Umair Ali suspects some impending change
Vladimir Putin has shown himself to be a survivor within the intrigue-prone politics and power game in the Kremlin that is the legacy Russian leadership steadfastly adheres to and Putin is by no account the first one to manipulate rules of governance with a view to holding on to superior political power in the land for as long as possible. In the process, Putin has come out to be inscrutable, macho, distrustful, unpredictable, a cultivator of half-truths and disinformation, and fabulously wealthy. He carries quite an odious reputation and is definitely an anti-democratic tyrant who is neither a man of the people nor a believer in human rights. He consistently follows the instincts of a former KGB officer who remains culturally and psychologically wedded to the concept of the Soviet Union that no longer exists. The defunct Soviet Union is undoubtedly still the most powerful influence on his personality, policies, and actions. Naturally suspicious and lacking trust in everyone he is known to keep secrets even from his close associates and is said to studiously avoid phones and computers over surveillance fears. Despite him being under multifarious forms of surveillance Putin is extremely cautious in his words and hides things to an exceptional level.

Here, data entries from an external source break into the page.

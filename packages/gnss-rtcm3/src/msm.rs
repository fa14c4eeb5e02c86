//! # msm
//!
//! Multiple Signal Message decoding (types 1071–1127, MSM levels 1–7).
//!
//! MSM packs observables as three bit-level blocks after the header: a
//! satellite mask (64 bits), a signal mask (32 bits) and a cell mask whose
//! width is `n_sat × n_sig`. Field widths in the satellite and signal data
//! blocks vary with the MSM level; the level also decides which fields are
//! present at all. Masks wider than the 56-bit accessor ceiling are read
//! stacked.

use gnss_frame::bits::BitReader;
use serde::Serialize;

use crate::{Rtcm3Body, Rtcm3Error};

/// Fine pseudorange resolution, milliseconds (MSM1–5).
const FINE_PR_RES: f64 = 1.0 / (1 << 24) as f64;
/// Extended fine pseudorange resolution, milliseconds (MSM6/7).
const FINE_PR_EXT_RES: f64 = 1.0 / (1 << 29) as f64;
/// Fine phaserange resolution, milliseconds (MSM2–5).
const FINE_PHASE_RES: f64 = 1.0 / (1 << 29) as f64;
/// Extended fine phaserange resolution, milliseconds (MSM6/7).
const FINE_PHASE_EXT_RES: f64 = 1.0 / (1u64 << 31) as f64;
/// Fine phase-rate (Doppler) resolution, m/s (MSM5/7).
const FINE_RATE_RES: f64 = 0.0001;
/// CNR resolution, dBHz (6-bit field, MSM4/5).
const CNR_MSM_RES: f64 = 1.0;
/// Extended CNR resolution, dBHz (10-bit field, MSM6/7).
const CNR_EXT_RES: f64 = 1.0 / 16.0;

/// Shortest payload that can hold an MSM header through the signal mask.
const MSM_HEADER_MIN: usize = 21;

// ── Types ─────────────────────────────────────────────────────────────────────

/// Constellation an MSM type number addresses.
#[derive(Debug, Clone, Copy, PartialEq, Eq, Serialize)]
pub enum Gnss {
    Gps,
    Glonass,
    Galileo,
    Sbas,
    Qzss,
    Beidou,
}

impl Gnss {
    fn from_msg_type(msg_type: u16) -> Option<(Self, u8)> {
        let level = (msg_type % 10) as u8;
        if !(1..=7).contains(&level) {
            return None;
        }
        let gnss = match msg_type / 10 {
            107 => Gnss::Gps,
            108 => Gnss::Glonass,
            109 => Gnss::Galileo,
            110 => Gnss::Sbas,
            111 => Gnss::Qzss,
            112 => Gnss::Beidou,
            _ => return None,
        };
        Some((gnss, level))
    }
}

#[derive(Debug, Clone, PartialEq, Serialize)]
pub struct MsmHeader {
    pub station_id: u16,
    /// GNSS epoch time, milliseconds (GLONASS packs day-of-week and time
    /// into the same 30 bits; kept raw here).
    pub tow_ms: u32,
    pub sync: bool,
    pub iods: u8,
    pub clock_steering: u8,
    pub external_clock: u8,
    pub smoothing: bool,
    pub interval: u8,
    pub sat_mask: u64,
    pub sig_mask: u32,
    pub cell_mask: u64,
    pub n_sat: u8,
    pub n_sig: u8,
    pub n_cell: u8,
}

#[derive(Debug, Clone, PartialEq, Serialize)]
pub struct MsmSat {
    /// Satellite number within the constellation, 1-based from the mask.
    pub id: u8,
    /// Integer milliseconds of rough range (MSM4–7).
    pub rough_range_ms: Option<u8>,
    /// Rough range modulo 1 ms, in 1/1024 ms units (all levels).
    pub rough_range_mod1ms: u16,
    /// Extended satellite info (MSM5/7).
    pub ext_info: Option<u8>,
    /// Rough phase-range rate, m/s (MSM5/7).
    pub rough_rate: Option<i16>,
}

#[derive(Debug, Clone, PartialEq, Serialize)]
pub struct MsmCell {
    /// Satellite id the cell belongs to.
    pub sat: u8,
    /// Signal id from the signal mask, 1-based.
    pub sig: u8,
    /// Fine pseudorange, milliseconds; None on sentinel or for levels
    /// without the field.
    pub fine_pseudorange: Option<f64>,
    /// Fine phaserange, milliseconds.
    pub fine_phase: Option<f64>,
    pub lock_time: Option<u16>,
    pub half_cycle_ambiguity: Option<bool>,
    /// Carrier-to-noise, dBHz.
    pub cnr: Option<f64>,
    /// Fine Doppler, m/s.
    pub fine_doppler: Option<f64>,
}

#[derive(Debug, Clone, PartialEq, Serialize)]
pub struct MsmBlock {
    pub gnss: Gnss,
    /// MSM level, 1–7.
    pub level: u8,
    pub header: MsmHeader,
    pub sats: Vec<MsmSat>,
    pub cells: Vec<MsmCell>,
}

// ── Decoder ───────────────────────────────────────────────────────────────────

/// Signed take that maps the most-negative sentinel to None.
fn take_fine(rd: &mut BitReader, width: u32, scale: f64) -> Option<f64> {
    let raw = rd.take_i64(width);
    if raw == -(1i64 << (width - 1)) {
        None
    } else {
        Some(raw as f64 * scale)
    }
}

pub(crate) fn decode_msm(msg_type: u16, payload: &[u8], rd: &mut BitReader) -> Result<Rtcm3Body, Rtcm3Error> {
    let (gnss, level) = match Gnss::from_msg_type(msg_type) {
        Some(pair) => pair,
        None => {
            return Ok(Rtcm3Body::Unknown {
                name: None,
                payload: payload.to_vec(),
            })
        }
    };
    if payload.len() < MSM_HEADER_MIN {
        return Err(Rtcm3Error::Runt(payload.len(), msg_type));
    }

    let station_id = rd.take_u16(12);
    let tow_ms = rd.take_u32(30);
    let sync = rd.take_bool();
    let iods = rd.take_u8(3);
    rd.skip(7);
    let clock_steering = rd.take_u8(2);
    let external_clock = rd.take_u8(2);
    let smoothing = rd.take_bool();
    let interval = rd.take_u8(3);

    let sat_mask = rd.take_mask(64);
    let sig_mask = rd.take_u32(32);

    let n_sat = sat_mask.count_ones() as u8;
    let n_sig = sig_mask.count_ones() as u8;
    let n_cell = u16::from(n_sat) * u16::from(n_sig);
    if n_sat == 0 {
        return Err(Rtcm3Error::Runt(payload.len(), msg_type));
    }
    if n_cell > 64 {
        return Err(Rtcm3Error::CellOverflow(n_cell));
    }
    let cell_mask = if n_cell > 0 { rd.take_mask(n_cell as u32) } else { 0 };

    let header = MsmHeader {
        station_id,
        tow_ms,
        sync,
        iods,
        clock_steering,
        external_clock,
        smoothing,
        interval,
        sat_mask,
        sig_mask,
        cell_mask,
        n_sat,
        n_sig,
        n_cell: n_cell as u8,
    };

    // satellite ids, MSB of the mask first
    let sat_ids: Vec<u8> = (0..64u8).filter(|i| sat_mask >> (63 - i) & 1 == 1).map(|i| i + 1).collect();
    let sig_ids: Vec<u8> = (0..32u8).filter(|i| sig_mask >> (31 - i) & 1 == 1).map(|i| i + 1).collect();

    let has_pr = matches!(level, 1 | 3 | 4 | 5 | 6 | 7);
    let has_phase = level >= 2;
    let has_cnr = level >= 4;
    let has_doppler = level == 5 || level == 7;
    let extended = level >= 6;

    // a CRC-valid frame can still lie about its masks; bound the block
    // reads against what the payload actually holds
    let mut sat_bits = 10usize;
    if level >= 4 {
        sat_bits += 8;
    }
    if level == 5 || level == 7 {
        sat_bits += 4 + 14;
    }
    let mut cell_bits = 0usize;
    if has_pr {
        cell_bits += if extended { 20 } else { 15 };
    }
    if has_phase {
        cell_bits += if extended { 24 + 10 } else { 22 + 4 } + 1;
    }
    if has_cnr {
        cell_bits += if extended { 10 } else { 6 };
    }
    if has_doppler {
        cell_bits += 15;
    }
    let present_cells = (0..n_cell as usize)
        .filter(|b| cell_mask >> (n_cell as usize - 1 - b) & 1 == 1)
        .count();
    if !rd.has(sat_bits * sat_ids.len() + cell_bits * present_cells) {
        return Err(Rtcm3Error::Runt(payload.len(), msg_type));
    }

    // ── Satellite data block, field-grouped ───────────────────────────────
    let mut sats: Vec<MsmSat> = sat_ids
        .iter()
        .map(|&id| MsmSat {
            id,
            rough_range_ms: None,
            rough_range_mod1ms: 0,
            ext_info: None,
            rough_rate: None,
        })
        .collect();

    if level >= 4 {
        for sat in sats.iter_mut() {
            sat.rough_range_ms = Some(rd.take_u8(8));
        }
    }
    if level == 5 || level == 7 {
        for sat in sats.iter_mut() {
            sat.ext_info = Some(rd.take_u8(4));
        }
    }
    for sat in sats.iter_mut() {
        sat.rough_range_mod1ms = rd.take_u16(10);
    }
    if level == 5 || level == 7 {
        for sat in sats.iter_mut() {
            sat.rough_rate = Some(rd.take_i64(14) as i16);
        }
    }

    // ── Signal data block, field-grouped over the cell list ───────────────
    let mut cells: Vec<MsmCell> = Vec::with_capacity(n_cell as usize);
    for (si, &sat) in sat_ids.iter().enumerate() {
        for (gi, &sig) in sig_ids.iter().enumerate() {
            let bit = si * sig_ids.len() + gi;
            if cell_mask >> (n_cell as usize - 1 - bit) & 1 == 1 {
                cells.push(MsmCell {
                    sat,
                    sig,
                    fine_pseudorange: None,
                    fine_phase: None,
                    lock_time: None,
                    half_cycle_ambiguity: None,
                    cnr: None,
                    fine_doppler: None,
                });
            }
        }
    }

    if has_pr {
        let (width, scale) = if extended { (20, FINE_PR_EXT_RES) } else { (15, FINE_PR_RES) };
        for cell in cells.iter_mut() {
            cell.fine_pseudorange = take_fine(rd, width, scale);
        }
    }
    if has_phase {
        let (width, scale) = if extended { (24, FINE_PHASE_EXT_RES) } else { (22, FINE_PHASE_RES) };
        for cell in cells.iter_mut() {
            cell.fine_phase = take_fine(rd, width, scale);
        }
        let lock_width = if extended { 10 } else { 4 };
        for cell in cells.iter_mut() {
            cell.lock_time = Some(rd.take_u16(lock_width));
        }
        for cell in cells.iter_mut() {
            cell.half_cycle_ambiguity = Some(rd.take_bool());
        }
    }
    if has_cnr {
        let (width, scale) = if extended { (10, CNR_EXT_RES) } else { (6, CNR_MSM_RES) };
        for cell in cells.iter_mut() {
            cell.cnr = Some(rd.take_u64(width) as f64 * scale);
        }
    }
    if has_doppler {
        for cell in cells.iter_mut() {
            cell.fine_doppler = take_fine(rd, 15, FINE_RATE_RES);
        }
    }

    Ok(Rtcm3Body::Msm(MsmBlock {
        gnss,
        level,
        header,
        sats,
        cells,
    }))
}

It is generally acknowledged that it is extremely difficult to understand what is inside his mind and it is equally cumbersome to predict his actions. Putin decides everything himself with a small group of officers, who he trusts are not American spies. From Syria’s civil war to silencing his critics, from US election meddling to Moscow’s annexation of Ukraine’s Crimea region in 2014, Putin’s political organizing principle appears to be to sowing doubt, then sow doubt about that doubt and at the very least, keep it all as confusing as possible. Most evidence suggests that Putin is sincere in rating that the USSR’s breakup was the greatest geopolitical catastrophe of the twentieth century and he has returned to this theme in one form or another on various occasions throughout the years.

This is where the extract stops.